[INPUT DATA — start]

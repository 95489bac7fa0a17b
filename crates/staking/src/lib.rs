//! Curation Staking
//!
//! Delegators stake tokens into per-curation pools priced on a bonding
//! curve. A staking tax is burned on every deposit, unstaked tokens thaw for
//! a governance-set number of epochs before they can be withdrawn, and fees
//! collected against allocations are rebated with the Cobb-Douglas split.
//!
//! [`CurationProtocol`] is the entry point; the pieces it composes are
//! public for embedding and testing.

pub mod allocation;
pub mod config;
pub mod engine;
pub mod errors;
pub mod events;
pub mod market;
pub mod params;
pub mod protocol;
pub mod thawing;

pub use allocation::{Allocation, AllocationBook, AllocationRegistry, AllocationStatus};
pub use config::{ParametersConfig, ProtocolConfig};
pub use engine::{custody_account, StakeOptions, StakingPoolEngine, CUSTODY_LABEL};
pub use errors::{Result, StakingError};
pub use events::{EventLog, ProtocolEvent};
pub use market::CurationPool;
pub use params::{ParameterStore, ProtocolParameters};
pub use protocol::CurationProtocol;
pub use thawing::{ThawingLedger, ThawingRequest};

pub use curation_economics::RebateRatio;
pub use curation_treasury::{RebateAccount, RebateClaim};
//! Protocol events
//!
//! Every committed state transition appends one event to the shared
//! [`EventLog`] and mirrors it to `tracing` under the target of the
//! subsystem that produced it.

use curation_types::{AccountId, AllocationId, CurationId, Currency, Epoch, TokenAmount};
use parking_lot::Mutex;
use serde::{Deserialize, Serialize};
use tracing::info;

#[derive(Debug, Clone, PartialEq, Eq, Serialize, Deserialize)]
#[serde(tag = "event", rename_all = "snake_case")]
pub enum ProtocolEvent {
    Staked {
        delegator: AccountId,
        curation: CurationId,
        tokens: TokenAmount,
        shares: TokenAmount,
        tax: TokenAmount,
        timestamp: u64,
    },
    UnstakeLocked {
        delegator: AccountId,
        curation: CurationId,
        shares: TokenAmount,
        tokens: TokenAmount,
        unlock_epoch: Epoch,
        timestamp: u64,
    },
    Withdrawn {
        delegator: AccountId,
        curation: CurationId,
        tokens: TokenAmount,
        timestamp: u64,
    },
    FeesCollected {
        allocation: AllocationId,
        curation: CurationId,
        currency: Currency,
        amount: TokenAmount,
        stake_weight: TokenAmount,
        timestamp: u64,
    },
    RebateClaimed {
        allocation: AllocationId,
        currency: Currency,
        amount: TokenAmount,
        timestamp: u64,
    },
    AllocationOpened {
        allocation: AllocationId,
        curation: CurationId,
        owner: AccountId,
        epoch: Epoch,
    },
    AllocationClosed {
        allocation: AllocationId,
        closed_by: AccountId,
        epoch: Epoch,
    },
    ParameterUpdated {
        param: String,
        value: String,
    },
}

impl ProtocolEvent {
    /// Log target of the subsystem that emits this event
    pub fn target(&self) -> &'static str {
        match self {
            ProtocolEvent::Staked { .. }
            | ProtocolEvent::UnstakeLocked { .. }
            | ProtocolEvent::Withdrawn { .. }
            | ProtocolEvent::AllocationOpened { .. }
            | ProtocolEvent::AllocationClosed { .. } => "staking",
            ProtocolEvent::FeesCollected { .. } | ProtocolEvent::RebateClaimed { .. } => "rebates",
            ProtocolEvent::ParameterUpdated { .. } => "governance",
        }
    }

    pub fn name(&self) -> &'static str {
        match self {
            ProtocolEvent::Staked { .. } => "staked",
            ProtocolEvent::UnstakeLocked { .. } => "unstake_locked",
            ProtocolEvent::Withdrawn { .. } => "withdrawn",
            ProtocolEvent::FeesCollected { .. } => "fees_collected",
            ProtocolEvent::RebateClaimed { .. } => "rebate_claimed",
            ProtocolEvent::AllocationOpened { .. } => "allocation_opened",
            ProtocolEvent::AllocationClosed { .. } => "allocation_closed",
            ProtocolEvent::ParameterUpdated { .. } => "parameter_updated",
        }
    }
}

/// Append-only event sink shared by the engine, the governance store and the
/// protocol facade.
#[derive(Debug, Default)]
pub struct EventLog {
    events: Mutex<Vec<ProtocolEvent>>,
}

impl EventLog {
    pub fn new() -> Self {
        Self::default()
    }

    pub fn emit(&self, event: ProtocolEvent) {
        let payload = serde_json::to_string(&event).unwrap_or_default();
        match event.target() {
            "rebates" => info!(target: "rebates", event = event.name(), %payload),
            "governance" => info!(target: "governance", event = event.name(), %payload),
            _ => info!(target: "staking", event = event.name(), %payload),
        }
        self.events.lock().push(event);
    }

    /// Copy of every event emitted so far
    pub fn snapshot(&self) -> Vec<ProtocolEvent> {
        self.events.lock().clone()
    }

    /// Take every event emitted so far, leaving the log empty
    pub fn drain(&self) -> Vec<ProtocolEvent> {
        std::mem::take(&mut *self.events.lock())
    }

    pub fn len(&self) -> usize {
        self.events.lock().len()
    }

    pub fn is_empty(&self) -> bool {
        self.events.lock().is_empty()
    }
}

[INPUT DATA — finish]
[INPUT DATA — start]

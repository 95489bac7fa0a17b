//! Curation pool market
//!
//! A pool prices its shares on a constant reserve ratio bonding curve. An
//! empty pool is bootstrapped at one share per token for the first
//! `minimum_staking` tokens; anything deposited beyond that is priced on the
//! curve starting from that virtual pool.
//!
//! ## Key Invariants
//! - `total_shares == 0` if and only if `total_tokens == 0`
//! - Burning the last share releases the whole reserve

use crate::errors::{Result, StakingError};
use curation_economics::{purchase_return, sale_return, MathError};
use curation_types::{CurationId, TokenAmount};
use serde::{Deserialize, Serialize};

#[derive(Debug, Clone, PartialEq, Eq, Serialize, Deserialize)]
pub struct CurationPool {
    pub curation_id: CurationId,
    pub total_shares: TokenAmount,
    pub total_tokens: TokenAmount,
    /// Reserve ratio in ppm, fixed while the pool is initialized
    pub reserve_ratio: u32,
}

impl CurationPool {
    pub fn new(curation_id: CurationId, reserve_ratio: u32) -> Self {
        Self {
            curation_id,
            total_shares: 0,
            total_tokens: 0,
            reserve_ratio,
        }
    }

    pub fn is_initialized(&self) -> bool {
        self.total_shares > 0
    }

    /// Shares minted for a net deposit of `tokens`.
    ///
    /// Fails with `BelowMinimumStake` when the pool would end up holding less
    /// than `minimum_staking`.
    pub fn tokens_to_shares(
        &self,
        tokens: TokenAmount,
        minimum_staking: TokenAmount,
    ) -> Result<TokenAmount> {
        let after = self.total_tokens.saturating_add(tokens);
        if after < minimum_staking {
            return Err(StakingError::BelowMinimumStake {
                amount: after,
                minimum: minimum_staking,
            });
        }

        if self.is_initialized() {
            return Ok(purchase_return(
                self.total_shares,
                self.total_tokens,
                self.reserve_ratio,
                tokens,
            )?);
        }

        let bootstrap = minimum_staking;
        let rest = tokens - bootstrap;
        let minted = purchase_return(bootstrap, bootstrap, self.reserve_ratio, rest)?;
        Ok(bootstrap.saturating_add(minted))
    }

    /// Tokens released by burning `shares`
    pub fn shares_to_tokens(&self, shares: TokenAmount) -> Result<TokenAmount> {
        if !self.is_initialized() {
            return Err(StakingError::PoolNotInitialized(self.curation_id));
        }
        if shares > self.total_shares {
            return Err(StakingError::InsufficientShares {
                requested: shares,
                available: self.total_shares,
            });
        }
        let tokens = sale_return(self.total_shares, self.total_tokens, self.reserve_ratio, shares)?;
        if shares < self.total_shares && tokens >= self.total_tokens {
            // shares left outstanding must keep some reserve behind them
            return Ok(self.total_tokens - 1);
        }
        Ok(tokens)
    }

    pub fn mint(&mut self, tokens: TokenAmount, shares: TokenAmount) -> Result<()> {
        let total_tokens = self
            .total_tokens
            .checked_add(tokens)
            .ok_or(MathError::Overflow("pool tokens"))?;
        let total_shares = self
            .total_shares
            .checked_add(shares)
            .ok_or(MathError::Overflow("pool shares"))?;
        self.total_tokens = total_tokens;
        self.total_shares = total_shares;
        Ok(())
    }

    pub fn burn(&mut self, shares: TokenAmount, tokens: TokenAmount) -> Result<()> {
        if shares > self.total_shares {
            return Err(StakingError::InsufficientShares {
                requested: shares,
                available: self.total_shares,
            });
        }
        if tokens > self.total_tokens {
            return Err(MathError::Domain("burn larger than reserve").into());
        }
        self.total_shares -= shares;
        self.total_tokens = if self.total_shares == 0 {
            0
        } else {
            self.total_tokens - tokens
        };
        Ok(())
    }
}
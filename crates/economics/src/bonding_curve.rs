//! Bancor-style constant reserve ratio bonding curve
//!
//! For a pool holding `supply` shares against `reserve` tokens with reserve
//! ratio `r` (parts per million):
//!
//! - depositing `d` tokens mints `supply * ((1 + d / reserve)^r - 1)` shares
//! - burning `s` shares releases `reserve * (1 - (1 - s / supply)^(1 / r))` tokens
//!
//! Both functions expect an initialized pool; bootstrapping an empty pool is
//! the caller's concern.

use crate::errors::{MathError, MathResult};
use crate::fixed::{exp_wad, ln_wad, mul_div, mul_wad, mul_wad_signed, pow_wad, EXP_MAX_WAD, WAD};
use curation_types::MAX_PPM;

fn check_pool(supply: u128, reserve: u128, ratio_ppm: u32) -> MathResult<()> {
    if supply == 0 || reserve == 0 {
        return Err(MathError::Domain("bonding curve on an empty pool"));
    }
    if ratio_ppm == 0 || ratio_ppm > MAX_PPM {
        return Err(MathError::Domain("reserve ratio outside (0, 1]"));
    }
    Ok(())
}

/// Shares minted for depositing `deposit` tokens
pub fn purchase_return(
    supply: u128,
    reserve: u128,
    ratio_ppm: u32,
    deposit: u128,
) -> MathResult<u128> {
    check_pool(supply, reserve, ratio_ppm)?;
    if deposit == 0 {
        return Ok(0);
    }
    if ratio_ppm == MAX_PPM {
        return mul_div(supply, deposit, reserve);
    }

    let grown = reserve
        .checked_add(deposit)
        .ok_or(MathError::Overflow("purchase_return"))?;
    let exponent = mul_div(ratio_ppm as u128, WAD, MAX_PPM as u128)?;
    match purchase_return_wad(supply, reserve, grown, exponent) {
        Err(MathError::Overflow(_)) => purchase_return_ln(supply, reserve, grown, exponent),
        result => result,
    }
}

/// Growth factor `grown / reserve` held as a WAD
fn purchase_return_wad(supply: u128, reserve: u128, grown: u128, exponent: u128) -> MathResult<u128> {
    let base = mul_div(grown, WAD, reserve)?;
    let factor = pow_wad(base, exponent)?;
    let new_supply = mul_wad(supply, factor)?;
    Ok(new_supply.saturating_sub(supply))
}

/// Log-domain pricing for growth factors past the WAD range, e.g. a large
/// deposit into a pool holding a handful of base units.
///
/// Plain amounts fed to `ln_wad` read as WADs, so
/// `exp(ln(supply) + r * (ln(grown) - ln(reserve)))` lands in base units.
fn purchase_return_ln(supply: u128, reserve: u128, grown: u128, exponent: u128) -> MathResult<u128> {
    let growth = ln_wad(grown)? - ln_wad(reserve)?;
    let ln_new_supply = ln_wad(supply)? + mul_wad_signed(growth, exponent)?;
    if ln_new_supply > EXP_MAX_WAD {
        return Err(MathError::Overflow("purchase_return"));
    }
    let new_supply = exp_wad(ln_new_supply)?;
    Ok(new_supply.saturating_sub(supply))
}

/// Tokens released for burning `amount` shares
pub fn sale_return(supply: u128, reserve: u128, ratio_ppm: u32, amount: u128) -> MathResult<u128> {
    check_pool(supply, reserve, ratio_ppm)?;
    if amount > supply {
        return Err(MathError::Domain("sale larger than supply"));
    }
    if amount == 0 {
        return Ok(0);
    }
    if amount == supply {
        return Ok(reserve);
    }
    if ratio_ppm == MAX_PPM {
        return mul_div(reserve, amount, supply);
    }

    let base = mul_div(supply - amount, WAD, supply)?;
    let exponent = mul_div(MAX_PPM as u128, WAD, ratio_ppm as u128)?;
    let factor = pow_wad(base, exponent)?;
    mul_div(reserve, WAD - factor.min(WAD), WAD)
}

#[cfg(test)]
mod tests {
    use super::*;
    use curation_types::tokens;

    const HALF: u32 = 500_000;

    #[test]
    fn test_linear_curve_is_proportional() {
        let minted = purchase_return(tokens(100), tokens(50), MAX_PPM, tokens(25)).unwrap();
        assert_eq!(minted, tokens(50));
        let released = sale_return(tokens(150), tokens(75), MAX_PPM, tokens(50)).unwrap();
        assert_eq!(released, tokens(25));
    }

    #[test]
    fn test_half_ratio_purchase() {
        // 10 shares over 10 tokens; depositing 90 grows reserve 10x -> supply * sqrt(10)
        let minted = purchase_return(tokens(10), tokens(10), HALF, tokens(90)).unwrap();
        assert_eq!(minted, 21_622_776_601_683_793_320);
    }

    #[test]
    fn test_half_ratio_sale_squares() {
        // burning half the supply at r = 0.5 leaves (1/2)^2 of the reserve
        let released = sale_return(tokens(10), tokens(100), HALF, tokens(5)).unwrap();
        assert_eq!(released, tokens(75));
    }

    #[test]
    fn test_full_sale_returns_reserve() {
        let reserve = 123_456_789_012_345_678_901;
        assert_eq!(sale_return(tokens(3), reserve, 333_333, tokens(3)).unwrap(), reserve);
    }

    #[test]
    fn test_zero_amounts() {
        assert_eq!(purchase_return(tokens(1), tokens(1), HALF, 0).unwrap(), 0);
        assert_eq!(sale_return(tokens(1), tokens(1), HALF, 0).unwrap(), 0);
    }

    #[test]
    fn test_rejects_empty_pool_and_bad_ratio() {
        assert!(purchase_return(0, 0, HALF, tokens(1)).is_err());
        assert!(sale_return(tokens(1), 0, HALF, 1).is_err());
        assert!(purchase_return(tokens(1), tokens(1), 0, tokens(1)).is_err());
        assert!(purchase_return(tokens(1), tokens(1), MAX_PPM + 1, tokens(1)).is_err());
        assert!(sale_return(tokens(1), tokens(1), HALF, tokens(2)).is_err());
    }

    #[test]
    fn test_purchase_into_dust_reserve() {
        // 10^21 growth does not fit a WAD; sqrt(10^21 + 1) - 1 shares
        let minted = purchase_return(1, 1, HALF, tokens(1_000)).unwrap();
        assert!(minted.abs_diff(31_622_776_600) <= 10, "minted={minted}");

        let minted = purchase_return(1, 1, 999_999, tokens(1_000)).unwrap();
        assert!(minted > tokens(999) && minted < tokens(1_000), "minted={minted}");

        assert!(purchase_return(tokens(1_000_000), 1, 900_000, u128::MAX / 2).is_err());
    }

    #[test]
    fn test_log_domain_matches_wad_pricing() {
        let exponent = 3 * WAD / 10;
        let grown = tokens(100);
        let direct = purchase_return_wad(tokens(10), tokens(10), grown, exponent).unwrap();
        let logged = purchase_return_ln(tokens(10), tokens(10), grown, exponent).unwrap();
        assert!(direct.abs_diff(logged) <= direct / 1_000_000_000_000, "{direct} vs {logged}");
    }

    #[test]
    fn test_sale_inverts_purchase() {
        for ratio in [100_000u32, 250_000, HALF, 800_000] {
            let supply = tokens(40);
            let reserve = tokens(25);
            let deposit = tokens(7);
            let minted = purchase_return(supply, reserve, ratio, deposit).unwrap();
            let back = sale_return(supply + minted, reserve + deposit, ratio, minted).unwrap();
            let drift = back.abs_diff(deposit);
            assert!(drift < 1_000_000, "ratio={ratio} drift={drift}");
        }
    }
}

[INPUT DATA — finish]
[INPUT DATA — start]

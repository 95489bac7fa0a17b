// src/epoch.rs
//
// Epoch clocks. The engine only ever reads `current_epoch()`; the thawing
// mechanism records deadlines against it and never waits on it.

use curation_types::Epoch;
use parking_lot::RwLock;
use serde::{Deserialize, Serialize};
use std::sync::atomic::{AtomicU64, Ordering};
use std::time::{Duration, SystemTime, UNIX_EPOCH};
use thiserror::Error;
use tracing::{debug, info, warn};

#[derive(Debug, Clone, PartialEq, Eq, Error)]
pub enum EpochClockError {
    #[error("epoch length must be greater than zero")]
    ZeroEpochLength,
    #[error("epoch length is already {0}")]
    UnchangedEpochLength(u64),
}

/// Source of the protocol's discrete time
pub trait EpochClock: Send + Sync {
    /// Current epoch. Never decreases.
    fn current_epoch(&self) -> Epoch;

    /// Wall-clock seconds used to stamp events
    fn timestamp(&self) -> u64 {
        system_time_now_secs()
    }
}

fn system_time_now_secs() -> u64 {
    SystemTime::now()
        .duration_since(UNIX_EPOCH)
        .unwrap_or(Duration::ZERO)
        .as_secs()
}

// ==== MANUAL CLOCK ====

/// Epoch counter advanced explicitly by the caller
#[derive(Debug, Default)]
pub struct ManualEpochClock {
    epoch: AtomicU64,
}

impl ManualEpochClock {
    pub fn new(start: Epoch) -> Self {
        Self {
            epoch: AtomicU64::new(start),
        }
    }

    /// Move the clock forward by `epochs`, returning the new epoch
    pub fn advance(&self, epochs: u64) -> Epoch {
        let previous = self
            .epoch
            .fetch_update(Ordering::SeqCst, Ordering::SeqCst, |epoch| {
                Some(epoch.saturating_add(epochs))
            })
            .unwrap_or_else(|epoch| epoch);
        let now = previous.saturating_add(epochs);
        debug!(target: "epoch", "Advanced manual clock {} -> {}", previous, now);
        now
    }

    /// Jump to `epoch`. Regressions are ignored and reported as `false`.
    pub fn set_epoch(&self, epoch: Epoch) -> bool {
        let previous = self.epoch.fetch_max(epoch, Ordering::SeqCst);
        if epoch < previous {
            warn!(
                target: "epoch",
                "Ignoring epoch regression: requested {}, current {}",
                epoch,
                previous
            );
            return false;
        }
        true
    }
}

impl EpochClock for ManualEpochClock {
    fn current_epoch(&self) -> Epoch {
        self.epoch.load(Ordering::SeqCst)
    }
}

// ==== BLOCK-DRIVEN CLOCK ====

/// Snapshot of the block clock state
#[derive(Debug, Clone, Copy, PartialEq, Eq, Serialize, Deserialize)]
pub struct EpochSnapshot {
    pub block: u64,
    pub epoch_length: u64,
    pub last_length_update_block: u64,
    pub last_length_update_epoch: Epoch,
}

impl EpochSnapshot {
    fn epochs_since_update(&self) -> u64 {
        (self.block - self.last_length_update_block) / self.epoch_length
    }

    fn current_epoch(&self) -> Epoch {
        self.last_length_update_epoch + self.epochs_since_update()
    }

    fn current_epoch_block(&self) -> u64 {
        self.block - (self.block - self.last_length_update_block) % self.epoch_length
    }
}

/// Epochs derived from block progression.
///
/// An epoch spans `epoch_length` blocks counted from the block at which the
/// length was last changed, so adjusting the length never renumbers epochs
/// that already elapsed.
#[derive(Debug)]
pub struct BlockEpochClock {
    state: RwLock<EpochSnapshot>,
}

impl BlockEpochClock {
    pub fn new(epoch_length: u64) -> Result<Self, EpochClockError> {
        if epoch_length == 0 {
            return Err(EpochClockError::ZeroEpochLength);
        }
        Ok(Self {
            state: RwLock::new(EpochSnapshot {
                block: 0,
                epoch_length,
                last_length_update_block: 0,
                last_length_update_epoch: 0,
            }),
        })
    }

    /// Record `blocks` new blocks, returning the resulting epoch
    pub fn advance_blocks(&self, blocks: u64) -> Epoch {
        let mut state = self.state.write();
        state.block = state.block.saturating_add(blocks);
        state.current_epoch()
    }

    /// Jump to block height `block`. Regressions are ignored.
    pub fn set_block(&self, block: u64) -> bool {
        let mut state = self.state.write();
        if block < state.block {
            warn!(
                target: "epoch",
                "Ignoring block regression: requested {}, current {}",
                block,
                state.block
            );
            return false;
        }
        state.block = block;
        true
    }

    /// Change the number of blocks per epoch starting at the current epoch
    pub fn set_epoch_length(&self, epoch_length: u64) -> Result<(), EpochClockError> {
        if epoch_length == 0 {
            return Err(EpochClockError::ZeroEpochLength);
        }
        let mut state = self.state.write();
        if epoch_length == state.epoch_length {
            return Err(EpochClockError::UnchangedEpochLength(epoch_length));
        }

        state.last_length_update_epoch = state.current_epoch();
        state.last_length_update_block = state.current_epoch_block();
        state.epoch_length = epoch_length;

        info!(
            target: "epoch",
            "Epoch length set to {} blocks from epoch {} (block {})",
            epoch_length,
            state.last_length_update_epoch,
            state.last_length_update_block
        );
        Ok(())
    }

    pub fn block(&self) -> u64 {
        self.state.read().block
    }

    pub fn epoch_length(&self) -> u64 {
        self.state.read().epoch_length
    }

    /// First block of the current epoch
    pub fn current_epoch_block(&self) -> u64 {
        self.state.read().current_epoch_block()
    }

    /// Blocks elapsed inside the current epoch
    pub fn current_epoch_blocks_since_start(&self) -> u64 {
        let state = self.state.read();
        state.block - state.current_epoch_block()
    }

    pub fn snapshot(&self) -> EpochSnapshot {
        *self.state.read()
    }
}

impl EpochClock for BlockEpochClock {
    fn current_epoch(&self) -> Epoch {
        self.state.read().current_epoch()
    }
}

[INPUT DATA — finish]

TO DO:
Within the entries, how many lines contain the word "Regressions"? Answer with a number alone.

RESPONSE AREA:
2